**** Extracted information

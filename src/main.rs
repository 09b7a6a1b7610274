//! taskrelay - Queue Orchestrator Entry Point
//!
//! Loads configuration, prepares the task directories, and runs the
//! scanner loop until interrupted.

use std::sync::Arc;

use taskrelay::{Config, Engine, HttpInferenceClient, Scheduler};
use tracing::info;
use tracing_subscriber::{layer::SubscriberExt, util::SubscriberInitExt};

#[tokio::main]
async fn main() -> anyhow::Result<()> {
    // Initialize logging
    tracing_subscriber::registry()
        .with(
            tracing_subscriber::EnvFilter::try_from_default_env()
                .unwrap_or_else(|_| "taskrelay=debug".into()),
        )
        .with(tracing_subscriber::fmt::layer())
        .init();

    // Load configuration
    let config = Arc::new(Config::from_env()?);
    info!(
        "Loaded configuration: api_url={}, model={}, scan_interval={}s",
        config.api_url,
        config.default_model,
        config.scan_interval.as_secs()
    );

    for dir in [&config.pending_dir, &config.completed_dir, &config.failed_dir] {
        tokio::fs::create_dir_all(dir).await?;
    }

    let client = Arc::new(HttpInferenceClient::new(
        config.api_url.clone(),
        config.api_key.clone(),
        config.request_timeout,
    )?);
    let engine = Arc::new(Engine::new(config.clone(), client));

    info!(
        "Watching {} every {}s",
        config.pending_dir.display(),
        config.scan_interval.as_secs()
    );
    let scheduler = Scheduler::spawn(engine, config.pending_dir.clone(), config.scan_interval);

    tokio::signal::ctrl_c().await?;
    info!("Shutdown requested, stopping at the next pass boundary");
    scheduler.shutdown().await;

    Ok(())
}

********
**** Extracted information

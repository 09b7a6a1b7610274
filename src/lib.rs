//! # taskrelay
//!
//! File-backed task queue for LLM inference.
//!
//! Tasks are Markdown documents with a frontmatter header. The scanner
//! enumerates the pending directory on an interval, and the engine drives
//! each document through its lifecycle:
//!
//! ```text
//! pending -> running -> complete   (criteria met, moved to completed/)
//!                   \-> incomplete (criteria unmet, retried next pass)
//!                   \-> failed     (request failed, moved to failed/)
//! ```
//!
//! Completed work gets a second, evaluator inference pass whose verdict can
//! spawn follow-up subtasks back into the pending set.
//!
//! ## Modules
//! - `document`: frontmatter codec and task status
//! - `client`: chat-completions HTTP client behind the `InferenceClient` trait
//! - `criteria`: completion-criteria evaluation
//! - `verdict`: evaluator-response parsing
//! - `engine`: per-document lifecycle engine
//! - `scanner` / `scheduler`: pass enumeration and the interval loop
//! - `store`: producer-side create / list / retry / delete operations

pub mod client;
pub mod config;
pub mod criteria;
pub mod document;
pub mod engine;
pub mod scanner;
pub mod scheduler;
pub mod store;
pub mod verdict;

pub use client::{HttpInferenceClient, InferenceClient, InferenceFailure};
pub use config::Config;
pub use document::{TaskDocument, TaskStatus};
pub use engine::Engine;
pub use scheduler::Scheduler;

********
**** Extracted information

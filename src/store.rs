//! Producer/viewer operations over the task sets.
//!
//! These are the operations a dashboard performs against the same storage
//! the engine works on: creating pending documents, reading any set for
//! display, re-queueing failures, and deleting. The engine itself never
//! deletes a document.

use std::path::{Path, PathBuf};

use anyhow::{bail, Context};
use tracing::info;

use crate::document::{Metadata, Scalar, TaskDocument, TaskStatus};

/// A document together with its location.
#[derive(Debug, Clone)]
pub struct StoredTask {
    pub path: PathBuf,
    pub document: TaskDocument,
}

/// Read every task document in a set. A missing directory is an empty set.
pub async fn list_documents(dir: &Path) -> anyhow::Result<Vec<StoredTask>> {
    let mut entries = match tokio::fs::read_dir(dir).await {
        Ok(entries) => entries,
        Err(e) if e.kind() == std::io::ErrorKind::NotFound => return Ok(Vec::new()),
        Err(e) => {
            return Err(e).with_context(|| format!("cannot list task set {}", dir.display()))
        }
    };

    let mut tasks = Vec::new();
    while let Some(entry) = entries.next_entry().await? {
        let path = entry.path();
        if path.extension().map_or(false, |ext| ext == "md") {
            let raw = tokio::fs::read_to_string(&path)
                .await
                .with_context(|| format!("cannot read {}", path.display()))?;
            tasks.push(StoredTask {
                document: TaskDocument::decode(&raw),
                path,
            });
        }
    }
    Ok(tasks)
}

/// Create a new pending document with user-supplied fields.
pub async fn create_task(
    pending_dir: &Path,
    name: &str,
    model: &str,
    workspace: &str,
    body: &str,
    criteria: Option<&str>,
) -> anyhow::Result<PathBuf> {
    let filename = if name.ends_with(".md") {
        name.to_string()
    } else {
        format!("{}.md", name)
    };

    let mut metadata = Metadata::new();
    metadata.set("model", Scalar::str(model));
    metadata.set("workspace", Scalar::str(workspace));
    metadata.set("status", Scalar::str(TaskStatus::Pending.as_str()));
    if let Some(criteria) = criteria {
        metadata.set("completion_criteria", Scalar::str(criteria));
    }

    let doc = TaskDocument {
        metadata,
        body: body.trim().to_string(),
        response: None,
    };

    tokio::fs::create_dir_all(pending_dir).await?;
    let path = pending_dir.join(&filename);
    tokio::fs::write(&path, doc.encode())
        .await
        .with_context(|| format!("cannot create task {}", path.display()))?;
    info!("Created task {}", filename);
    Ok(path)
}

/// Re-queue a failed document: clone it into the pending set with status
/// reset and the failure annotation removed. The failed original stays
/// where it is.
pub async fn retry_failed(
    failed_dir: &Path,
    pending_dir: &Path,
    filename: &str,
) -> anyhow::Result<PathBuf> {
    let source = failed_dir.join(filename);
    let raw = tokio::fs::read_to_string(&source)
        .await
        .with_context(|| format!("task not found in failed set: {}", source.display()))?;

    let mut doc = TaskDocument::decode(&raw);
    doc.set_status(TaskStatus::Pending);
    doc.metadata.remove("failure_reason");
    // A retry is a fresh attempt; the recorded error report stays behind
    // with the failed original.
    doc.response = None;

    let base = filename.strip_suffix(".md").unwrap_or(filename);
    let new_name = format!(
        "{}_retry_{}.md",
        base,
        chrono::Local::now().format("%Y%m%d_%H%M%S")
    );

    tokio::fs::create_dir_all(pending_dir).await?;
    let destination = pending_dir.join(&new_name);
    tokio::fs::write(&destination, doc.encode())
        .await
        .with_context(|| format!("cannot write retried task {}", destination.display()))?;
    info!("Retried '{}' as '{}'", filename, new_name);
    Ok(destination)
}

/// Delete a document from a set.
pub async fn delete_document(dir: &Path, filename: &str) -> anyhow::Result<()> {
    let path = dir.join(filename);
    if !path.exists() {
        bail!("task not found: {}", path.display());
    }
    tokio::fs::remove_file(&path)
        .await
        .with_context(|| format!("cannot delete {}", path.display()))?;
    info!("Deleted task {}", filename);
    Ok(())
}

********

▸ **Exercise description**
Check each line above for "join" and return the ones that have it.

▸ **Solution for this task**
    let path = pending_dir.join(&filename);
    let source = failed_dir.join(filename);
    let destination = pending_dir.join(&new_name);
    let path = dir.join(filename);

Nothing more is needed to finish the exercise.